How to complete this task -> Scan the entries for lines with the word "clientes", then copy those lines.

Items listed in a dataset:
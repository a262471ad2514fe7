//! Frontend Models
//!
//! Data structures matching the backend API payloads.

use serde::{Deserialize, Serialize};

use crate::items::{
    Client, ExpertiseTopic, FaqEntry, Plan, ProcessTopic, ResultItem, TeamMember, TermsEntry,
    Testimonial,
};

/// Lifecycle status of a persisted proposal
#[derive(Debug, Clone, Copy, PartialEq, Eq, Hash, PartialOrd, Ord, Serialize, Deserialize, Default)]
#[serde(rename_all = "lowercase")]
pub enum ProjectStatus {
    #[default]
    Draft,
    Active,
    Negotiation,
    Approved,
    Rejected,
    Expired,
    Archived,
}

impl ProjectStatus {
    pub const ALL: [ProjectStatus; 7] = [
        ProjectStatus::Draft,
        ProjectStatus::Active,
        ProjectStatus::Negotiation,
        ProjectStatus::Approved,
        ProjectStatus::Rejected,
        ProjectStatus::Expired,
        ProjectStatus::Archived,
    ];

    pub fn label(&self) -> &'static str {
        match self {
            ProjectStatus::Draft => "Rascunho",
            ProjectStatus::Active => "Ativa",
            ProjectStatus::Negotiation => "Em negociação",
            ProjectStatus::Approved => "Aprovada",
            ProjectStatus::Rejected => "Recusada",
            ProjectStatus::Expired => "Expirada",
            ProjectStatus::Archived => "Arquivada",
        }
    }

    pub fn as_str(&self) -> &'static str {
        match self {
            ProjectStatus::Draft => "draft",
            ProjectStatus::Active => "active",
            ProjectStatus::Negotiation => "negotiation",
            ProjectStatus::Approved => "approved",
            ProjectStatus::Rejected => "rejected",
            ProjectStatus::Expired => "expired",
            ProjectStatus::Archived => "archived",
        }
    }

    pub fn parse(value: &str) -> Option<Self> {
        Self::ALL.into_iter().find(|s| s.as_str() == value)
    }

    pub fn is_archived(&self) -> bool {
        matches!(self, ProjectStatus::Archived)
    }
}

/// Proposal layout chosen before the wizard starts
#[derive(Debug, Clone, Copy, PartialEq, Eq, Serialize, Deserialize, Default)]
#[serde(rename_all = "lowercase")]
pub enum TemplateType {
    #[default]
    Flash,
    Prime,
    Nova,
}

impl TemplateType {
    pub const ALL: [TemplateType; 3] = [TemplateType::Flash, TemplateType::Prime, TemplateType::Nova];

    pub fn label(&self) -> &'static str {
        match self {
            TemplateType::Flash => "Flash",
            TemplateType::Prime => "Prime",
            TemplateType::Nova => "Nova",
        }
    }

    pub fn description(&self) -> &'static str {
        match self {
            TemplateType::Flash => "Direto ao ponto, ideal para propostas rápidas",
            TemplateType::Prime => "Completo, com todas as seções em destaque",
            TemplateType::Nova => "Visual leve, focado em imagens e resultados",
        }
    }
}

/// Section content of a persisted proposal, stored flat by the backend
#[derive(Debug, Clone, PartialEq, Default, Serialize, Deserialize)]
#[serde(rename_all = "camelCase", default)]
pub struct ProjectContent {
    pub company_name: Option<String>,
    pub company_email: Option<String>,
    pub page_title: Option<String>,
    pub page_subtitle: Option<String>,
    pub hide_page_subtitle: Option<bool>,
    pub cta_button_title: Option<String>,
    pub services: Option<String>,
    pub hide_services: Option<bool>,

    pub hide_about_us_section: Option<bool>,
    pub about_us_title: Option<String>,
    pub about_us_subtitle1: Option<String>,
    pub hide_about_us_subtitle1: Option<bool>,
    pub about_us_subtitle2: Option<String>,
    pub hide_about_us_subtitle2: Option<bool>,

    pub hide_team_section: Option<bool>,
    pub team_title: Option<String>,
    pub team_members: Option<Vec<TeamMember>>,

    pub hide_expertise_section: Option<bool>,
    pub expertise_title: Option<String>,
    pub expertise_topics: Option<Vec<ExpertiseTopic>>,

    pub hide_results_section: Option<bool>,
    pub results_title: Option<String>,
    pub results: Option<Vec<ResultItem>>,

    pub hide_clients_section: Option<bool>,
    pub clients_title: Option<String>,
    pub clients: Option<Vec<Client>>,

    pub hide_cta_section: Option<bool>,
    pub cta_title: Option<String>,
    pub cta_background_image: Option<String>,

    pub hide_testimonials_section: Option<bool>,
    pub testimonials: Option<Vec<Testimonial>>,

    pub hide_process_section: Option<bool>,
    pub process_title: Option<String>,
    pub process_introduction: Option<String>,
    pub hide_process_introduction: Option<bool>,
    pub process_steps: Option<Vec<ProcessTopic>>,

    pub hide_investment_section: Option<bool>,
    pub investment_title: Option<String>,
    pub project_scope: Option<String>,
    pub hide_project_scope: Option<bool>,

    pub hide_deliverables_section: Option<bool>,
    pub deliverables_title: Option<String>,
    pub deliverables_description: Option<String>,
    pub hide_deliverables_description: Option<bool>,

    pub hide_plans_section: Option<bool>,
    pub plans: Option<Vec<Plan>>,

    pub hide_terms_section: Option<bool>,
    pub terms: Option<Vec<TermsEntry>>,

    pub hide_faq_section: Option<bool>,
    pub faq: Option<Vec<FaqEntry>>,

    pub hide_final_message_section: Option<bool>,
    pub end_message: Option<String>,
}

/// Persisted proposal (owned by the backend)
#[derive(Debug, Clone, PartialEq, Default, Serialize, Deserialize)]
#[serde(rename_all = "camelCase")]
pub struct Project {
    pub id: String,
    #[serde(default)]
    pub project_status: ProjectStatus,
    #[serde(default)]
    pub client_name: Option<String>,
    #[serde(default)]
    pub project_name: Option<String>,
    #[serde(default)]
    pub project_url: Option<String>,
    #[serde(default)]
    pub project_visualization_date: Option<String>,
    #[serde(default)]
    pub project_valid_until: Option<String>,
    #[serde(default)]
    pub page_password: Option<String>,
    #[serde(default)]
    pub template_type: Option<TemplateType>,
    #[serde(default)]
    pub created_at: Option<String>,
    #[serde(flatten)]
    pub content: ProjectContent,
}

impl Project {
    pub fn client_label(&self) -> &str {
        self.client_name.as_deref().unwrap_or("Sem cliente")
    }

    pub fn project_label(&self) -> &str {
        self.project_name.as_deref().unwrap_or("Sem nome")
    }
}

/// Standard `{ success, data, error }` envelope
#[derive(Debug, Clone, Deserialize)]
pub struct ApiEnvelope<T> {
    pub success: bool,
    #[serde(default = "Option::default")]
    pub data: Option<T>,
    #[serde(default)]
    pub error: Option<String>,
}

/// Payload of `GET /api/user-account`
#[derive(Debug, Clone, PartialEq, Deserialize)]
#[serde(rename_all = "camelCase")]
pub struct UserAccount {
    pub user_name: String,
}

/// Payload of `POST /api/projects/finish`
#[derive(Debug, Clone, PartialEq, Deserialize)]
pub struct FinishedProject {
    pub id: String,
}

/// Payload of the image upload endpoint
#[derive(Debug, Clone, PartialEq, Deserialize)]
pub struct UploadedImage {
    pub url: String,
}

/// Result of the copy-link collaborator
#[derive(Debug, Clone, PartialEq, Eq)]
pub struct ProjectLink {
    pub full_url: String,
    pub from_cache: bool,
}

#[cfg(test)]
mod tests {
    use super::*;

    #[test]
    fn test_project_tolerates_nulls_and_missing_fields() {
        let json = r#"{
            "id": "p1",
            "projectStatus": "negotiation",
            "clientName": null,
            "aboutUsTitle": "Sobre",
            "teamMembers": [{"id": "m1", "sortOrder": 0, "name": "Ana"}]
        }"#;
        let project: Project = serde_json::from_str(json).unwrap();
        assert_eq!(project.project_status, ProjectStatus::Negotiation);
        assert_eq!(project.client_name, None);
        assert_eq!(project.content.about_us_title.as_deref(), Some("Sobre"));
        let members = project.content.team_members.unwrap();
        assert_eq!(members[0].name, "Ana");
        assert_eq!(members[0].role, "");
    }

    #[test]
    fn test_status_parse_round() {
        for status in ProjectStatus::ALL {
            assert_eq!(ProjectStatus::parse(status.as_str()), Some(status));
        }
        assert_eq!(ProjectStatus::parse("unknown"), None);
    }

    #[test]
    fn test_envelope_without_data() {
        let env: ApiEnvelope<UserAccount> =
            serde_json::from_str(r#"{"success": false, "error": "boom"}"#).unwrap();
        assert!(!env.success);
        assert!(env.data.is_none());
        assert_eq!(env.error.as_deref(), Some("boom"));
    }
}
* * *
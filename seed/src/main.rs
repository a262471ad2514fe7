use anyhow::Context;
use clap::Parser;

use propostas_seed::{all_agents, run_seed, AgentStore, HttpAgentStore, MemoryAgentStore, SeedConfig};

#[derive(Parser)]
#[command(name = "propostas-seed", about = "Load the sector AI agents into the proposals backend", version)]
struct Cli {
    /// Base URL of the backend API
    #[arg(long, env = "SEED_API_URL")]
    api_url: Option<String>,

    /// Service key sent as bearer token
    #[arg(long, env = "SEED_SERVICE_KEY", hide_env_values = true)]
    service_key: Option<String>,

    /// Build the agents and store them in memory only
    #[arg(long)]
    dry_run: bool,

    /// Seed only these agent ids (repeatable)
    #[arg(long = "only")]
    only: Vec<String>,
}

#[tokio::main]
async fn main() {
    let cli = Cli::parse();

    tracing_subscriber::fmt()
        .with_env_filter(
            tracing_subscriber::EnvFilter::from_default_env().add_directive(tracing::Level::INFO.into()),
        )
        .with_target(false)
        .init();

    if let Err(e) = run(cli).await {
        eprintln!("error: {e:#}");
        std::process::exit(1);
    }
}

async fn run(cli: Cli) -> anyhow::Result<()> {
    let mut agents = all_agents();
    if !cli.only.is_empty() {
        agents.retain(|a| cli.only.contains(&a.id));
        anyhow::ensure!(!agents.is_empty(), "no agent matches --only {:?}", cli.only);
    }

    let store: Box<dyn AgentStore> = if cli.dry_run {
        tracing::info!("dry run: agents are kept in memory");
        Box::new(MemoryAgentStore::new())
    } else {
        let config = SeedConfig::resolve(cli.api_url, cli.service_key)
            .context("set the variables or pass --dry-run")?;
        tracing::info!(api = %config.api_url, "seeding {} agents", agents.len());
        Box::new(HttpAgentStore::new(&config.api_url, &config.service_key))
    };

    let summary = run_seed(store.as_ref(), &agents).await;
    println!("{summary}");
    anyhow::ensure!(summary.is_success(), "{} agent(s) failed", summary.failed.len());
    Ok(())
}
==
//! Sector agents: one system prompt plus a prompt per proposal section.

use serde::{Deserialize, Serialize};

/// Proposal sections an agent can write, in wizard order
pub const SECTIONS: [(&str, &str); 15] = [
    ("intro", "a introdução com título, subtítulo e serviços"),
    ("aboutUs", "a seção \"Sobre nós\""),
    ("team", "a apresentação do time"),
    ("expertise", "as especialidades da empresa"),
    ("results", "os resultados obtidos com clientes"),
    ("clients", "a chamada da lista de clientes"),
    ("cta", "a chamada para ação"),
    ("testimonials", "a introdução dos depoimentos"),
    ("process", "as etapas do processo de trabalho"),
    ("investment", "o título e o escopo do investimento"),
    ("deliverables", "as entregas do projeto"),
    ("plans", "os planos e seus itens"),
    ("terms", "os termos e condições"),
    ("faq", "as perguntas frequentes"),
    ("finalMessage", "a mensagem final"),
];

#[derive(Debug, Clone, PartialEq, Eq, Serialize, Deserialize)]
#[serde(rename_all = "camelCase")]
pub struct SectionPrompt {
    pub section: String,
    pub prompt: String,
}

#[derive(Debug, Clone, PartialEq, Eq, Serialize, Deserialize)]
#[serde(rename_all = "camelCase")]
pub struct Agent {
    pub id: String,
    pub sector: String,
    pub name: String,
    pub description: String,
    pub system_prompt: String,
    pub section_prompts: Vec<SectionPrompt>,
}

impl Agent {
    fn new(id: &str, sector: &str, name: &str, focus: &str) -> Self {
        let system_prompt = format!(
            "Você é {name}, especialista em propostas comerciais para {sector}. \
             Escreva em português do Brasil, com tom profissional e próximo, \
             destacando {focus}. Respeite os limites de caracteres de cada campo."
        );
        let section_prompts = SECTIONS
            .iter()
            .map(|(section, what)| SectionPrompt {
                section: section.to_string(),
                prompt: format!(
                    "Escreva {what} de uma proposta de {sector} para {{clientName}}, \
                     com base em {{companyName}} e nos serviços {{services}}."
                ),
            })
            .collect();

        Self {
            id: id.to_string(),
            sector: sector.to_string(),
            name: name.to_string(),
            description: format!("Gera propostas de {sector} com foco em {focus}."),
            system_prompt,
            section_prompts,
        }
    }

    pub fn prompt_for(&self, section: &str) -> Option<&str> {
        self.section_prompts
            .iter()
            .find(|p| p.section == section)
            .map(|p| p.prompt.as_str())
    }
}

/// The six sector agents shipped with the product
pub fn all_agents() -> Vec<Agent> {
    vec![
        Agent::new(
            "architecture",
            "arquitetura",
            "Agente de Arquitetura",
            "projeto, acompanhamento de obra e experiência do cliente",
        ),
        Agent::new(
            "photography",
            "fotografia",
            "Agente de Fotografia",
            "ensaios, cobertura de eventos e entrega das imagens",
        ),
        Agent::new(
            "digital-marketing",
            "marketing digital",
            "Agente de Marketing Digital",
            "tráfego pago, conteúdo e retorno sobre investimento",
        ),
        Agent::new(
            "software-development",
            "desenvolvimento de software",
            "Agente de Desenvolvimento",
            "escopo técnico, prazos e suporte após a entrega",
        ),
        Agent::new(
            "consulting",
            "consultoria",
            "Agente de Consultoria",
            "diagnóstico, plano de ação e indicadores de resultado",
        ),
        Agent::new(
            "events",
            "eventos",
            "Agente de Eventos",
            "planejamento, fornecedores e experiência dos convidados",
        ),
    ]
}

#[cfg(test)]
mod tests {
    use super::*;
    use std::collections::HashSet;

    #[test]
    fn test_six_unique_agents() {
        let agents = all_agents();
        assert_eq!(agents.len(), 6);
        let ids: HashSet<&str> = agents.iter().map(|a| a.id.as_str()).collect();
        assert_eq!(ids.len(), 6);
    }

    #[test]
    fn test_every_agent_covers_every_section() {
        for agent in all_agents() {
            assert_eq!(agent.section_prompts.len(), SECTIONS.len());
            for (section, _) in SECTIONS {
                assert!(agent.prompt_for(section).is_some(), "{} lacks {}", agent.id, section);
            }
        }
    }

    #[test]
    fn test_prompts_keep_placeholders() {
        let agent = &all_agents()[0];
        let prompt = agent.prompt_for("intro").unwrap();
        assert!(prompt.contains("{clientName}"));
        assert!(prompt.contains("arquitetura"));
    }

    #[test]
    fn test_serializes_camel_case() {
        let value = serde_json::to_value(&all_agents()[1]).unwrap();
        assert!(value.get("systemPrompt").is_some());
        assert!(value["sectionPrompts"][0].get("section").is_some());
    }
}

Answer section ->
    ("results", "os resultados obtidos com clientes"),
    ("clients", "a chamada da lista de clientes"),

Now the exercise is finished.